About this task: The answer must be one number: how many lines in the records below contain the word "acquire".

[Working data]

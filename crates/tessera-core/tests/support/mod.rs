//! A scripted compiler backend for integration tests.
//!
//! Buffers are line-oriented:
//! - `let NAME = ...` declares `NAME`
//! - `use NAME@VERSION` references a package
//! - a line starting with `error` produces an error diagnostic
//! - `fail!` anywhere makes the backend itself fail
//! - `hover_fail` anywhere makes hover requests fail
//!
//! The recorder records every compile, can hold compiles at a gate until the
//! test releases them, and keeps the cancellation token of each compile.
//! Hover and completion requests have a gate and token log of their own.

#![allow(dead_code)]

use std::sync::Arc;
use std::sync::Mutex;
use std::sync::atomic::{AtomicBool, AtomicUsize, Ordering};
use std::time::Duration;

use async_trait::async_trait;
use tessera_core::{
    BackendFailure, BackendOutput, BackendResult, CancellationToken, CellId, CompileRequest,
    Compilation, CompilerBackend, CompletionItem, CompletionItemKind, Diagnostic,
    ExternalDependency, Hover, ParameterInformation, Position, Range, SignatureHelp,
    SignatureInformation, WorkspaceConfiguration, WorkspaceService,
};
use tokio::sync::Semaphore;

/// Symbols visible after compiling a cell.
#[derive(Debug, Clone, PartialEq, Eq)]
pub struct ScriptArtifact {
    pub declared: Vec<String>,
    pub visible: Vec<String>,
}

pub struct Recorder {
    compiles: AtomicUsize,
    compiled: Mutex<Vec<(CellId, String)>>,
    tokens: Mutex<Vec<CancellationToken>>,
    gated: AtomicBool,
    gate: Semaphore,
    queries: AtomicUsize,
    query_tokens: Mutex<Vec<CancellationToken>>,
    queries_gated: AtomicBool,
    query_gate: Semaphore,
}

impl Recorder {
    fn new() -> Self {
        Self {
            compiles: AtomicUsize::new(0),
            compiled: Mutex::new(Vec::new()),
            tokens: Mutex::new(Vec::new()),
            gated: AtomicBool::new(false),
            gate: Semaphore::new(0),
            queries: AtomicUsize::new(0),
            query_tokens: Mutex::new(Vec::new()),
            queries_gated: AtomicBool::new(false),
            query_gate: Semaphore::new(0),
        }
    }

    pub fn compile_count(&self) -> usize {
        self.compiles.load(Ordering::SeqCst)
    }

    /// Buffers compiled so far, in call order.
    pub fn compiled(&self) -> Vec<(CellId, String)> {
        self.compiled.lock().unwrap().clone()
    }

    /// Hold every subsequent compile until released.
    pub fn close_gate(&self) {
        self.gated.store(true, Ordering::SeqCst);
    }

    /// Let `n` held compiles proceed.
    pub fn release(&self, n: usize) {
        self.gate.add_permits(n);
    }

    pub fn last_token(&self) -> CancellationToken {
        self.tokens
            .lock()
            .unwrap()
            .last()
            .cloned()
            .expect("no compile has started")
    }

    /// Hover and completion requests that reached the backend.
    pub fn query_count(&self) -> usize {
        self.queries.load(Ordering::SeqCst)
    }

    /// Hold every subsequent hover and completion request until released.
    pub fn close_query_gate(&self) {
        self.queries_gated.store(true, Ordering::SeqCst);
    }

    pub fn release_queries(&self, n: usize) {
        self.query_gate.add_permits(n);
    }

    pub fn last_query_token(&self) -> CancellationToken {
        self.query_tokens
            .lock()
            .unwrap()
            .last()
            .cloned()
            .expect("no query has started")
    }

    /// Record a query and wait at the query gate if it is closed.
    async fn enter_query(&self, cancel: &CancellationToken) -> BackendResult<()> {
        self.queries.fetch_add(1, Ordering::SeqCst);
        self.query_tokens.lock().unwrap().push(cancel.clone());

        if self.queries_gated.load(Ordering::SeqCst) {
            tokio::select! {
                _ = cancel.cancelled() => return Err(BackendFailure::new("cancelled")),
                permit = self.query_gate.acquire() => {
                    if let Ok(permit) = permit {
                        permit.forget();
                    }
                }
            }
        }
        Ok(())
    }
}

pub struct ScriptedBackend {
    recorder: Arc<Recorder>,
}

impl ScriptedBackend {
    pub fn new() -> (Self, Arc<Recorder>) {
        let recorder = Arc::new(Recorder::new());
        (
            Self {
                recorder: Arc::clone(&recorder),
            },
            recorder,
        )
    }
}

fn declared_names(buffer: &str) -> Vec<String> {
    buffer
        .lines()
        .filter_map(|line| line.trim().strip_prefix("let "))
        .filter_map(|rest| rest.split('=').next())
        .map(|name| name.trim().to_string())
        .filter(|name| !name.is_empty())
        .collect()
}

fn word_at(buffer: &str, position: Position) -> Option<String> {
    let line = buffer.lines().nth(position.line as usize)?;
    let chars: Vec<char> = line.chars().collect();
    let is_word = |c: &char| c.is_alphanumeric() || *c == '_';
    let column = (position.column as usize).min(chars.len());

    let start = chars[..column]
        .iter()
        .rposition(|c| !is_word(c))
        .map_or(0, |i| i + 1);
    let end = chars[column..]
        .iter()
        .position(|c| !is_word(c))
        .map_or(chars.len(), |i| column + i);

    (start < end).then(|| chars[start..end].iter().collect())
}

#[async_trait]
impl CompilerBackend for ScriptedBackend {
    type Artifact = ScriptArtifact;

    fn is_complete(&self, buffer: &str) -> bool {
        let opened = buffer.matches(['(', '{']).count();
        let closed = buffer.matches([')', '}']).count();
        opened == closed && !buffer.trim_end().ends_with('=')
    }

    async fn compile(
        &self,
        request: CompileRequest<'_, ScriptArtifact>,
        cancel: CancellationToken,
    ) -> BackendResult<BackendOutput<ScriptArtifact>> {
        self.recorder.compiles.fetch_add(1, Ordering::SeqCst);
        self.recorder
            .compiled
            .lock()
            .unwrap()
            .push((request.cell_id, request.buffer.to_string()));
        self.recorder.tokens.lock().unwrap().push(cancel.clone());

        if self.recorder.gated.load(Ordering::SeqCst) {
            tokio::select! {
                _ = cancel.cancelled() => return Err(BackendFailure::new("cancelled")),
                permit = self.recorder.gate.acquire() => {
                    if let Ok(permit) = permit {
                        permit.forget();
                    }
                }
            }
        }

        if request.buffer.contains("fail!") {
            return Err(BackendFailure::new("backend crashed"));
        }

        let declared = declared_names(request.buffer);
        let mut visible: Vec<String> = request
            .context
            .iter()
            .flat_map(|c| c.artifact.declared.iter().cloned())
            .collect();
        visible.extend(declared.iter().cloned());

        let mut diagnostics = Vec::new();
        let mut dependencies = Vec::new();
        for (line, text) in request.buffer.lines().enumerate() {
            let line = line as u32;
            if text.starts_with("error") {
                let range = Range::new(
                    Position::new(line, 0),
                    Position::new(line, text.chars().count() as u32),
                );
                diagnostics.push(Diagnostic::error(range, text).with_id("E0001"));
            }
            if let Some(package) = text.trim().strip_prefix("use ") {
                if let Some((name, version)) = package.split_once('@') {
                    dependencies.push(ExternalDependency::new(name).with_version(version));
                }
            }
        }

        Ok(BackendOutput::new(ScriptArtifact { declared, visible })
            .with_diagnostics(diagnostics)
            .with_dependencies(dependencies))
    }

    async fn hover(
        &self,
        compilation: &Compilation<ScriptArtifact>,
        position: Position,
        cancel: CancellationToken,
    ) -> BackendResult<Option<Hover>> {
        self.recorder.enter_query(&cancel).await?;
        if compilation.buffer.contains("hover_fail") {
            return Err(BackendFailure::new("hover crashed"));
        }
        Ok(word_at(&compilation.buffer, position)
            .filter(|word| compilation.artifact.visible.contains(word))
            .map(|word| Hover::new(format!("let {word}"))))
    }

    async fn completions(
        &self,
        compilation: &Compilation<ScriptArtifact>,
        _position: Position,
        cancel: CancellationToken,
    ) -> BackendResult<Vec<CompletionItem>> {
        self.recorder.enter_query(&cancel).await?;
        Ok(compilation
            .artifact
            .visible
            .iter()
            .map(|name| CompletionItem::new(name, CompletionItemKind::Variable))
            .collect())
    }

    async fn signature_help(
        &self,
        compilation: &Compilation<ScriptArtifact>,
        _position: Position,
        _cancel: CancellationToken,
    ) -> BackendResult<Option<SignatureHelp>> {
        if !compilation.buffer.contains('(') {
            return Ok(None);
        }
        Ok(Some(SignatureHelp {
            signatures: vec![SignatureInformation {
                label: "call(value)".to_string(),
                documentation: None,
                parameters: vec![ParameterInformation {
                    label: "value".to_string(),
                    documentation: None,
                }],
            }],
            active_signature: 0,
            active_parameter: 0,
        }))
    }
}

/// A fresh workspace over a scripted backend.
pub fn workspace() -> (WorkspaceService<ScriptedBackend>, Arc<Recorder>) {
    init_tracing();
    let (backend, recorder) = ScriptedBackend::new();
    let workspace =
        WorkspaceService::new(backend, WorkspaceConfiguration::for_language("script"));
    (workspace, recorder)
}

/// Wait until `condition` holds, failing the test after a few seconds.
pub async fn wait_until(condition: impl Fn() -> bool) {
    tokio::time::timeout(Duration::from_secs(5), async {
        while !condition() {
            tokio::time::sleep(Duration::from_millis(1)).await;
        }
    })
    .await
    .expect("condition not reached in time");
}

pub fn init_tracing() {
    let _ = tracing_subscriber::fmt()
        .with_env_filter(tracing_subscriber::EnvFilter::from_default_env())
        .with_test_writer()
        .try_init();
}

[/Working data]

Task response: 2